Work item: Transcribe the listing in full. Keep every line exactly as it stands.

-.-.-

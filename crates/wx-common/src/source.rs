//! Data sources and the fields configured for each of them.

use chrono::{DateTime, Utc};
use serde::{Deserialize, Serialize};

use crate::metrics::Metric;
use crate::projection::Projection;

#[derive(Debug, Clone, Copy, PartialEq, Eq, Hash, PartialOrd, Ord, Serialize, Deserialize)]
#[serde(transparent)]
pub struct SourceId(pub i64);

#[derive(Debug, Clone, Copy, PartialEq, Eq, Hash, PartialOrd, Ord, Serialize, Deserialize)]
#[serde(transparent)]
pub struct SourceFieldId(pub i64);

/// A weather model or observation feed (HRRR, GFS, NAM, ...).
#[derive(Debug, Clone, PartialEq, Serialize, Deserialize)]
pub struct Source {
    pub id: SourceId,
    /// Short identifier used by queue items and derived-field lookup (e.g. "hrrr")
    pub short_name: String,
    /// Human readable name (e.g. "HRRR 2D Surface Data (Sub-Hourly)")
    pub name: String,
    #[serde(default)]
    pub src_url: Option<String>,
    #[serde(default)]
    pub last_updated: Option<DateTime<Utc>>,
}

/// Statistical processing applied to a GRIB message's values.
#[derive(Debug, Clone, Copy, PartialEq, Eq, Hash, Serialize, Deserialize)]
#[serde(rename_all = "lowercase")]
pub enum StepType {
    Instant,
    Avg,
    Accum,
    Max,
    Min,
    Diff,
    Other,
}

impl StepType {
    /// Map a GRIB2 Code Table 4.10 value (type of statistical processing).
    pub fn from_statistical_process(code: u8) -> Self {
        match code {
            0 => StepType::Avg,
            1 => StepType::Accum,
            2 => StepType::Max,
            3 => StepType::Min,
            4 => StepType::Diff,
            _ => StepType::Other,
        }
    }

    pub fn as_str(&self) -> &'static str {
        match self {
            StepType::Instant => "instant",
            StepType::Avg => "avg",
            StepType::Accum => "accum",
            StepType::Max => "max",
            StepType::Min => "min",
            StepType::Diff => "diff",
            StepType::Other => "other",
        }
    }
}

impl std::str::FromStr for StepType {
    type Err = String;

    fn from_str(s: &str) -> Result<Self, Self::Err> {
        match s {
            "instant" => Ok(StepType::Instant),
            "avg" => Ok(StepType::Avg),
            "accum" => Ok(StepType::Accum),
            "max" => Ok(StepType::Max),
            "min" => Ok(StepType::Min),
            "diff" => Ok(StepType::Diff),
            "other" => Ok(StepType::Other),
            other => Err(format!("unknown step type: {}", other)),
        }
    }
}

/// Matches one record of a GRIB `.idx` inventory by exact string equality.
#[derive(Debug, Clone, PartialEq, Eq, Hash, Serialize, Deserialize)]
pub struct IndexSelector {
    /// Inventory short name, e.g. "TMP"
    pub short_name: String,
    /// Inventory level, e.g. "2 m above ground"
    pub level: String,
}

impl IndexSelector {
    pub fn new(short_name: impl Into<String>, level: impl Into<String>) -> Self {
        Self {
            short_name: short_name.into(),
            level: level.into(),
        }
    }

    pub fn matches(&self, short_name: &str, level: &str) -> bool {
        self.short_name == short_name && self.level == level
    }
}

impl AsRef<IndexSelector> for IndexSelector {
    fn as_ref(&self) -> &IndexSelector {
        self
    }
}

/// Matches decoded GRIB messages.
#[derive(Debug, Clone, PartialEq, Eq, Hash, Serialize, Deserialize)]
pub struct GribSelector {
    pub short_name: String,
    pub level: String,
    /// Disambiguates e.g. instantaneous vs. averaged fields of the same name
    #[serde(default)]
    pub step_type: Option<StepType>,
}

impl GribSelector {
    pub fn new(short_name: impl Into<String>, level: impl Into<String>) -> Self {
        Self {
            short_name: short_name.into(),
            level: level.into(),
            step_type: None,
        }
    }

    pub fn with_step_type(mut self, step_type: StepType) -> Self {
        self.step_type = Some(step_type);
        self
    }

    pub fn matches(&self, short_name: &str, level: &str, step_type: StepType) -> bool {
        self.short_name == short_name
            && self.level == level
            && self.step_type.map_or(true, |s| s == step_type)
    }

    /// Wind speed/direction fields are produced by derivation and are
    /// usually absent from the GRIB itself.
    pub fn is_tolerated_miss(&self) -> bool {
        self.short_name.eq_ignore_ascii_case("wind") || self.short_name.eq_ignore_ascii_case("wdir")
    }
}

/// A field of a source: how to find it (index + GRIB selectors), what it
/// measures, and the projection its messages were last seen on.
#[derive(Debug, Clone, PartialEq, Serialize, Deserialize)]
pub struct SourceField {
    pub id: SourceFieldId,
    pub source_id: SourceId,
    pub metric: Metric,
    pub idx: IndexSelector,
    pub selector: GribSelector,
    #[serde(default)]
    pub projection: Option<Projection>,
}

impl AsRef<IndexSelector> for SourceField {
    fn as_ref(&self) -> &IndexSelector {
        &self.idx
    }
}

#[cfg(test)]
mod tests {
    use super::*;

    #[test]
    fn test_grib_selector_step_type_is_optional() {
        let any = GribSelector::new("APCP", "surface");
        assert!(any.matches("APCP", "surface", StepType::Accum));
        assert!(any.matches("APCP", "surface", StepType::Instant));

        let accum = any.clone().with_step_type(StepType::Accum);
        assert!(accum.matches("APCP", "surface", StepType::Accum));
        assert!(!accum.matches("APCP", "surface", StepType::Avg));
        assert!(!accum.matches("APCP", "2 m above ground", StepType::Accum));
    }

    #[test]
    fn test_tolerated_miss() {
        assert!(GribSelector::new("WIND", "10 m above ground").is_tolerated_miss());
        assert!(GribSelector::new("wdir", "10 m above ground").is_tolerated_miss());
        assert!(!GribSelector::new("UGRD", "10 m above ground").is_tolerated_miss());
    }

    #[test]
    fn test_index_selector_exact_match() {
        let sel = IndexSelector::new("TMP", "2 m above ground");
        assert!(sel.matches("TMP", "2 m above ground"));
        assert!(!sel.matches("TMP", "2 m above ground "));
        assert!(!sel.matches("tmp", "2 m above ground"));
    }

    #[test]
    fn test_statistical_process_codes() {
        assert_eq!(StepType::from_statistical_process(0), StepType::Avg);
        assert_eq!(StepType::from_statistical_process(1), StepType::Accum);
        assert_eq!(StepType::from_statistical_process(200), StepType::Other);
        assert_eq!(StepType::Instant.as_str(), "instant");
    }

    #[test]
    fn test_step_type_parse_matches_as_str() {
        for st in [StepType::Instant, StepType::Accum, StepType::Avg, StepType::Max] {
            assert_eq!(st.as_str().parse::<StepType>().unwrap(), st);
        }
        assert!("hourly".parse::<StepType>().is_err());
    }
}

-.-.-

Task response:
filename crates/wx-common/src/source.rs
//! Data sources and the fields configured for each of them.

use chrono::{DateTime, Utc};
use serde::{Deserialize, Serialize};

use crate::metrics::Metric;
use crate::projection::Projection;

#[derive(Debug, Clone, Copy, PartialEq, Eq, Hash, PartialOrd, Ord, Serialize, Deserialize)]
#[serde(transparent)]
pub struct SourceId(pub i64);

#[derive(Debug, Clone, Copy, PartialEq, Eq, Hash, PartialOrd, Ord, Serialize, Deserialize)]
#[serde(transparent)]
pub struct SourceFieldId(pub i64);

/// A weather model or observation feed (HRRR, GFS, NAM, ...).
#[derive(Debug, Clone, PartialEq, Serialize, Deserialize)]
pub struct Source {
    pub id: SourceId,
    /// Short identifier used by queue items and derived-field lookup (e.g. "hrrr")
    pub short_name: String,
    /// Human readable name (e.g. "HRRR 2D Surface Data (Sub-Hourly)")
    pub name: String,
    #[serde(default)]
    pub src_url: Option<String>,
    #[serde(default)]
    pub last_updated: Option<DateTime<Utc>>,
}

/// Statistical processing applied to a GRIB message's values.
#[derive(Debug, Clone, Copy, PartialEq, Eq, Hash, Serialize, Deserialize)]
#[serde(rename_all = "lowercase")]
pub enum StepType {
    Instant,
    Avg,
    Accum,
    Max,
    Min,
    Diff,
    Other,
}

impl StepType {
    /// Map a GRIB2 Code Table 4.10 value (type of statistical processing).
    pub fn from_statistical_process(code: u8) -> Self {
        match code {
            0 => StepType::Avg,
            1 => StepType::Accum,
            2 => StepType::Max,
            3 => StepType::Min,
            4 => StepType::Diff,
            _ => StepType::Other,
        }
    }

    pub fn as_str(&self) -> &'static str {
        match self {
            StepType::Instant => "instant",
            StepType::Avg => "avg",
            StepType::Accum => "accum",
            StepType::Max => "max",
            StepType::Min => "min",
            StepType::Diff => "diff",
            StepType::Other => "other",
        }
    }
}

impl std::str::FromStr for StepType {
    type Err = String;

    fn from_str(s: &str) -> Result<Self, Self::Err> {
        match s {
            "instant" => Ok(StepType::Instant),
            "avg" => Ok(StepType::Avg),
            "accum" => Ok(StepType::Accum),
            "max" => Ok(StepType::Max),
            "min" => Ok(StepType::Min),
            "diff" => Ok(StepType::Diff),
            "other" => Ok(StepType::Other),
            other => Err(format!("unknown step type: {}", other)),
        }
    }
}

/// Matches one record of a GRIB `.idx` inventory by exact string equality.
#[derive(Debug, Clone, PartialEq, Eq, Hash, Serialize, Deserialize)]
pub struct IndexSelector {
    /// Inventory short name, e.g. "TMP"
    pub short_name: String,
    /// Inventory level, e.g. "2 m above ground"
    pub level: String,
}

impl IndexSelector {
    pub fn new(short_name: impl Into<String>, level: impl Into<String>) -> Self {
        Self {
            short_name: short_name.into(),
            level: level.into(),
        }
    }

    pub fn matches(&self, short_name: &str, level: &str) -> bool {
        self.short_name == short_name && self.level == level
    }
}

impl AsRef<IndexSelector> for IndexSelector {
    fn as_ref(&self) -> &IndexSelector {
        self
    }
}

/// Matches decoded GRIB messages.
#[derive(Debug, Clone, PartialEq, Eq, Hash, Serialize, Deserialize)]
pub struct GribSelector {
    pub short_name: String,
    pub level: String,
    /// Disambiguates e.g. instantaneous vs. averaged fields of the same name
    #[serde(default)]
    pub step_type: Option<StepType>,
}

impl GribSelector {
    pub fn new(short_name: impl Into<String>, level: impl Into<String>) -> Self {
        Self {
            short_name: short_name.into(),
            level: level.into(),
            step_type: None,
        }
    }

    pub fn with_step_type(mut self, step_type: StepType) -> Self {
        self.step_type = Some(step_type);
        self
    }

    pub fn matches(&self, short_name: &str, level: &str, step_type: StepType) -> bool {
        self.short_name == short_name
            && self.level == level
            && self.step_type.map_or(true, |s| s == step_type)
    }

    /// Wind speed/direction fields are produced by derivation and are
    /// usually absent from the GRIB itself.
    pub fn is_tolerated_miss(&self) -> bool {
        self.short_name.eq_ignore_ascii_case("wind") || self.short_name.eq_ignore_ascii_case("wdir")
    }
}

/// A field of a source: how to find it (index + GRIB selectors), what it
/// measures, and the projection its messages were last seen on.
#[derive(Debug, Clone, PartialEq, Serialize, Deserialize)]
pub struct SourceField {
    pub id: SourceFieldId,
    pub source_id: SourceId,
    pub metric: Metric,
    pub idx: IndexSelector,
    pub selector: GribSelector,
    #[serde(default)]
    pub projection: Option<Projection>,
}

impl AsRef<IndexSelector> for SourceField {
    fn as_ref(&self) -> &IndexSelector {
        &self.idx
    }
}

#[cfg(test)]
mod tests {
    use super::*;

    #[test]
    fn test_grib_selector_step_type_is_optional() {
        let any = GribSelector::new("APCP", "surface");
        assert!(any.matches("APCP", "surface", StepType::Accum));
        assert!(any.matches("APCP", "surface", StepType::Instant));

        let accum = any.clone().with_step_type(StepType::Accum);
        assert!(accum.matches("APCP", "surface", StepType::Accum));
        assert!(!accum.matches("APCP", "surface", StepType::Avg));
        assert!(!accum.matches("APCP", "2 m above ground", StepType::Accum));
    }

    #[test]
    fn test_tolerated_miss() {
        assert!(GribSelector::new("WIND", "10 m above ground").is_tolerated_miss());
        assert!(GribSelector::new("wdir", "10 m above ground").is_tolerated_miss());
        assert!(!GribSelector::new("UGRD", "10 m above ground").is_tolerated_miss());
    }

    #[test]
    fn test_index_selector_exact_match() {
        let sel = IndexSelector::new("TMP", "2 m above ground");
        assert!(sel.matches("TMP", "2 m above ground"));
        assert!(!sel.matches("TMP", "2 m above ground "));
        assert!(!sel.matches("tmp", "2 m above ground"));
    }

    #[test]
    fn test_statistical_process_codes() {
        assert_eq!(StepType::from_statistical_process(0), StepType::Avg);
        assert_eq!(StepType::from_statistical_process(1), StepType::Accum);
        assert_eq!(StepType::from_statistical_process(200), StepType::Other);
        assert_eq!(StepType::Instant.as_str(), "instant");
    }

    #[test]
    fn test_step_type_parse_matches_as_str() {
        for st in [StepType::Instant, StepType::Accum, StepType::Avg, StepType::Max] {
            assert_eq!(st.as_str().parse::<StepType>().unwrap(), st);
        }
        assert!("hourly".parse::<StepType>().is_err());
    }
}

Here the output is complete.